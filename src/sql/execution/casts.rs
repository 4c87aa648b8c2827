//! Implicit conversions between scalar kinds.
//!
//! The dialect treats booleans as integers and lets numeric values stand in
//! for conditions, so the dispatch layer applies these casts before a
//! function body runs:
//!
//! | From                     | To                         | Rule            |
//! |--------------------------|----------------------------|-----------------|
//! | BOOLEAN                  | INTEGER / DECIMAL / FLOAT  | true → 1, false → 0 |
//! | INTEGER / DECIMAL / FLOAT | BOOLEAN                   | non-zero → true |
//! | INTEGER                  | DECIMAL / FLOAT            | widening        |
//! | DECIMAL                  | FLOAT                      | widening        |
//!
//! Text is never implicitly converted.

use super::types::{FieldValue, ValueKind};
use crate::sql::error::{SqlError, SqlResult};
use rust_decimal::Decimal;
use rust_decimal::prelude::ToPrimitive;

/// Convert `value` to `target` if an implicit cast exists.
///
/// NULL converts to NULL for every target. Returns `None` when the
/// conversion is not implicit.
pub fn implicit_cast(value: &FieldValue, target: ValueKind) -> Option<FieldValue> {
    if value.kind() == target {
        return Some(value.clone());
    }
    match (value, target) {
        (FieldValue::Null, _) => Some(FieldValue::Null),

        (FieldValue::Boolean(b), ValueKind::Integer) => Some(FieldValue::Integer(i64::from(*b))),
        (FieldValue::Boolean(b), ValueKind::Decimal) => {
            Some(FieldValue::Decimal(Decimal::from(i64::from(*b))))
        }
        (FieldValue::Boolean(b), ValueKind::Float) => {
            Some(FieldValue::Float(if *b { 1.0 } else { 0.0 }))
        }

        (FieldValue::Integer(i), ValueKind::Boolean) => Some(FieldValue::Boolean(*i != 0)),
        (FieldValue::Float(f), ValueKind::Boolean) => Some(FieldValue::Boolean(*f != 0.0)),
        (FieldValue::Decimal(d), ValueKind::Boolean) => Some(FieldValue::Boolean(!d.is_zero())),

        (FieldValue::Integer(i), ValueKind::Decimal) => Some(FieldValue::Decimal(Decimal::from(*i))),
        (FieldValue::Integer(i), ValueKind::Float) => Some(FieldValue::Float(*i as f64)),
        (FieldValue::Decimal(d), ValueKind::Float) => d.to_f64().map(FieldValue::Float),

        _ => None,
    }
}

/// Common kind two argument kinds promote to, if any.
///
/// NULL adopts the other kind, BOOLEAN adopts a numeric partner, and
/// numerics widen INTEGER → DECIMAL → FLOAT.
pub fn common_kind(left: ValueKind, right: ValueKind) -> Option<ValueKind> {
    match (left, right) {
        (l, r) if l == r => Some(l),
        (ValueKind::Null, other) | (other, ValueKind::Null) => Some(other),
        (ValueKind::Boolean, n) | (n, ValueKind::Boolean) if n.is_numeric() => Some(n),
        (l, r) if l.is_numeric() && r.is_numeric() => Some(l.max(r)),
        _ => None,
    }
}

/// Promote `chosen` to the common kind of a polymorphic pair.
///
/// Used by IFNULL and IF, whose result type is the common type of the two
/// candidate values regardless of which one is returned.
pub fn coerce_to_common(
    function: &str,
    chosen: FieldValue,
    left: &FieldValue,
    right: &FieldValue,
) -> SqlResult<FieldValue> {
    let target = common_kind(left.kind(), right.kind()).ok_or_else(|| {
        SqlError::type_error(
            function,
            format!("arguments of a common type, {} found", left.type_name()),
            right.type_name(),
        )
    })?;
    if chosen.is_null() || target == ValueKind::Null {
        return Ok(chosen);
    }
    implicit_cast(&chosen, target).ok_or_else(|| {
        SqlError::type_error(function, target.name(), chosen.type_name())
    })
}
//! DATE_FORMAT(timestamp, pattern)
//!
//! The pattern is scanned once, left to right. Characters other than `%`
//! are copied; `%x` is replaced by one rendering from this table:
//!
//! | Directive | Rendering                          |
//! |-----------|------------------------------------|
//! | `%Y`      | year, zero-padded to 4             |
//! | `%y`      | year % 100, zero-padded to 2       |
//! | `%m`      | month, 2 digits                    |
//! | `%c`      | month, unpadded                    |
//! | `%d`      | day of month, 2 digits             |
//! | `%H`      | hour 00-23                         |
//! | `%h`      | hour 01-12                         |
//! | `%i`      | minute, 2 digits                   |
//! | `%s`      | second, 2 digits                   |
//! | `%p`      | `AM` / `PM`                        |
//! | `%W`      | weekday name (`Sunday`..`Saturday`) |
//! | `%%`      | `%`                                |
//!
//! Any other directive character is copied literally, and a lone trailing
//! `%` is kept as `%`.

use super::{arg_text, arg_timestamp};
use super::temporal::CalendarBreakdown;
use crate::register_sql_function;
use crate::sql::error::SqlError;
use crate::sql::execution::context::FunctionContext;
use crate::sql::execution::expression::function_metadata::{
    FunctionCategory, FunctionSignature, ParamKind, ReturnKind, Volatility,
};
use crate::sql::execution::types::{FieldValue, ValueKind};
use std::fmt::Write;

pub fn date_format_function(
    args: &[FieldValue],
    ctx: &FunctionContext,
) -> Result<FieldValue, SqlError> {
    let (Some(ts), Some(pattern)) = (
        arg_timestamp("DATE_FORMAT", args, 0)?,
        arg_text("DATE_FORMAT", args, 1)?,
    ) else {
        return Ok(FieldValue::Null);
    };

    let cal = CalendarBreakdown::from_timestamp(&ts, &ctx.config().session_time_zone);
    Ok(FieldValue::String(render_pattern(&cal, pattern)))
}

/// Expand every directive in `pattern` against `cal`
pub fn render_pattern(cal: &CalendarBreakdown, pattern: &str) -> String {
    let mut out = String::with_capacity(pattern.len() + 16);
    let mut chars = pattern.chars();

    while let Some(c) = chars.next() {
        if c != '%' {
            out.push(c);
            continue;
        }
        match chars.next() {
            Some(directive) => push_directive(&mut out, cal, directive),
            None => out.push('%'),
        }
    }
    out
}

fn push_directive(out: &mut String, cal: &CalendarBreakdown, directive: char) {
    // Writing into a String cannot fail
    let _ = match directive {
        'Y' => write!(out, "{:04}", cal.year),
        'y' => write!(out, "{:02}", cal.year.rem_euclid(100)),
        'm' => write!(out, "{:02}", cal.month),
        'c' => write!(out, "{}", cal.month),
        'd' => write!(out, "{:02}", cal.day),
        'H' => write!(out, "{:02}", cal.hour),
        'h' => write!(out, "{:02}", twelve_hour(cal.hour)),
        'i' => write!(out, "{:02}", cal.minute),
        's' => write!(out, "{:02}", cal.second),
        'p' => out.write_str(if cal.hour >= 12 { "PM" } else { "AM" }),
        'W' => out.write_str(cal.weekday_name()),
        other => out.write_char(other),
    };
}

fn twelve_hour(hour: u32) -> u32 {
    match hour % 12 {
        0 => 12,
        h => h,
    }
}

register_sql_function!(
    name: "DATE_FORMAT",
    aliases: [],
    category: FunctionCategory::DateTime,
    signature: FunctionSignature::fixed(
        &[ParamKind::Timestamp, ParamKind::Text],
        ReturnKind::Fixed(ValueKind::String)
    )
    .with_volatility(Volatility::Stable),
    description: "Render a timestamp through a %-directive pattern",
    handler: date_format_function
);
########################################
Each entry is to be returned in full, character for character.

Task response -
filename src/sql/execution/casts.rs
repository 4c87aa648b8c2827
//! Implicit conversions between scalar kinds.
//!
//! The dialect treats booleans as integers and lets numeric values stand in
//! for conditions, so the dispatch layer applies these casts before a
//! function body runs:
//!
//! | From                     | To                         | Rule            |
//! |--------------------------|----------------------------|-----------------|
//! | BOOLEAN                  | INTEGER / DECIMAL / FLOAT  | true → 1, false → 0 |
//! | INTEGER / DECIMAL / FLOAT | BOOLEAN                   | non-zero → true |
//! | INTEGER                  | DECIMAL / FLOAT            | widening        |
//! | DECIMAL                  | FLOAT                      | widening        |
//!
//! Text is never implicitly converted.

use super::types::{FieldValue, ValueKind};
use crate::sql::error::{SqlError, SqlResult};
use rust_decimal::Decimal;
use rust_decimal::prelude::ToPrimitive;

/// Convert `value` to `target` if an implicit cast exists.
///
/// NULL converts to NULL for every target. Returns `None` when the
/// conversion is not implicit.
pub fn implicit_cast(value: &FieldValue, target: ValueKind) -> Option<FieldValue> {
    if value.kind() == target {
        return Some(value.clone());
    }
    match (value, target) {
        (FieldValue::Null, _) => Some(FieldValue::Null),

        (FieldValue::Boolean(b), ValueKind::Integer) => Some(FieldValue::Integer(i64::from(*b))),
        (FieldValue::Boolean(b), ValueKind::Decimal) => {
            Some(FieldValue::Decimal(Decimal::from(i64::from(*b))))
        }
        (FieldValue::Boolean(b), ValueKind::Float) => {
            Some(FieldValue::Float(if *b { 1.0 } else { 0.0 }))
        }

        (FieldValue::Integer(i), ValueKind::Boolean) => Some(FieldValue::Boolean(*i != 0)),
        (FieldValue::Float(f), ValueKind::Boolean) => Some(FieldValue::Boolean(*f != 0.0)),
        (FieldValue::Decimal(d), ValueKind::Boolean) => Some(FieldValue::Boolean(!d.is_zero())),

        (FieldValue::Integer(i), ValueKind::Decimal) => Some(FieldValue::Decimal(Decimal::from(*i))),
        (FieldValue::Integer(i), ValueKind::Float) => Some(FieldValue::Float(*i as f64)),
        (FieldValue::Decimal(d), ValueKind::Float) => d.to_f64().map(FieldValue::Float),

        _ => None,
    }
}

/// Common kind two argument kinds promote to, if any.
///
/// NULL adopts the other kind, BOOLEAN adopts a numeric partner, and
/// numerics widen INTEGER → DECIMAL → FLOAT.
pub fn common_kind(left: ValueKind, right: ValueKind) -> Option<ValueKind> {
    match (left, right) {
        (l, r) if l == r => Some(l),
        (ValueKind::Null, other) | (other, ValueKind::Null) => Some(other),
        (ValueKind::Boolean, n) | (n, ValueKind::Boolean) if n.is_numeric() => Some(n),
        (l, r) if l.is_numeric() && r.is_numeric() => Some(l.max(r)),
        _ => None,
    }
}

/// Promote `chosen` to the common kind of a polymorphic pair.
///
/// Used by IFNULL and IF, whose result type is the common type of the two
/// candidate values regardless of which one is returned.
pub fn coerce_to_common(
    function: &str,
    chosen: FieldValue,
    left: &FieldValue,
    right: &FieldValue,
) -> SqlResult<FieldValue> {
    let target = common_kind(left.kind(), right.kind()).ok_or_else(|| {
        SqlError::type_error(
            function,
            format!("arguments of a common type, {} found", left.type_name()),
            right.type_name(),
        )
    })?;
    if chosen.is_null() || target == ValueKind::Null {
        return Ok(chosen);
    }
    implicit_cast(&chosen, target).ok_or_else(|| {
        SqlError::type_error(function, target.name(), chosen.type_name())
    })
}
//! DATE_FORMAT(timestamp, pattern)
//!
//! The pattern is scanned once, left to right. Characters other than `%`
//! are copied; `%x` is replaced by one rendering from this table:
//!
//! | Directive | Rendering                          |
//! |-----------|------------------------------------|
//! | `%Y`      | year, zero-padded to 4             |
//! | `%y`      | year % 100, zero-padded to 2       |
//! | `%m`      | month, 2 digits                    |
//! | `%c`      | month, unpadded                    |
//! | `%d`      | day of month, 2 digits             |
//! | `%H`      | hour 00-23                         |
//! | `%h`      | hour 01-12                         |
//! | `%i`      | minute, 2 digits                   |
//! | `%s`      | second, 2 digits                   |
//! | `%p`      | `AM` / `PM`                        |
//! | `%W`      | weekday name (`Sunday`..`Saturday`) |
//! | `%%`      | `%`                                |
//!
//! Any other directive character is copied literally, and a lone trailing
//! `%` is kept as `%`.

use super::{arg_text, arg_timestamp};
use super::temporal::CalendarBreakdown;
use crate::register_sql_function;
use crate::sql::error::SqlError;
use crate::sql::execution::context::FunctionContext;
use crate::sql::execution::expression::function_metadata::{
    FunctionCategory, FunctionSignature, ParamKind, ReturnKind, Volatility,
};
use crate::sql::execution::types::{FieldValue, ValueKind};
use std::fmt::Write;

pub fn date_format_function(
    args: &[FieldValue],
    ctx: &FunctionContext,
) -> Result<FieldValue, SqlError> {
    let (Some(ts), Some(pattern)) = (
        arg_timestamp("DATE_FORMAT", args, 0)?,
        arg_text("DATE_FORMAT", args, 1)?,
    ) else {
        return Ok(FieldValue::Null);
    };

    let cal = CalendarBreakdown::from_timestamp(&ts, &ctx.config().session_time_zone);
    Ok(FieldValue::String(render_pattern(&cal, pattern)))
}

/// Expand every directive in `pattern` against `cal`
pub fn render_pattern(cal: &CalendarBreakdown, pattern: &str) -> String {
    let mut out = String::with_capacity(pattern.len() + 16);
    let mut chars = pattern.chars();

    while let Some(c) = chars.next() {
        if c != '%' {
            out.push(c);
            continue;
        }
        match chars.next() {
            Some(directive) => push_directive(&mut out, cal, directive),
            None => out.push('%'),
        }
    }
    out
}

fn push_directive(out: &mut String, cal: &CalendarBreakdown, directive: char) {
    // Writing into a String cannot fail
    let _ = match directive {
        'Y' => write!(out, "{:04}", cal.year),
        'y' => write!(out, "{:02}", cal.year.rem_euclid(100)),
        'm' => write!(out, "{:02}", cal.month),
        'c' => write!(out, "{}", cal.month),
        'd' => write!(out, "{:02}", cal.day),
        'H' => write!(out, "{:02}", cal.hour),
        'h' => write!(out, "{:02}", twelve_hour(cal.hour)),
        'i' => write!(out, "{:02}", cal.minute),
        's' => write!(out, "{:02}", cal.second),
        'p' => out.write_str(if cal.hour >= 12 { "PM" } else { "AM" }),
        'W' => out.write_str(cal.weekday_name()),
        other => out.write_char(other),
    };
}

fn twelve_hour(hour: u32) -> u32 {
    match hour % 12 {
        0 => 12,
        h => h,
    }
}

register_sql_function!(
    name: "DATE_FORMAT",
    aliases: [],
    category: FunctionCategory::DateTime,
    signature: FunctionSignature::fixed(
        &[ParamKind::Timestamp, ParamKind::Text],
        ReturnKind::Fixed(ValueKind::String)
    )
    .with_volatility(Volatility::Stable),
    description: "Render a timestamp through a %-directive pattern",
    handler: date_format_function
);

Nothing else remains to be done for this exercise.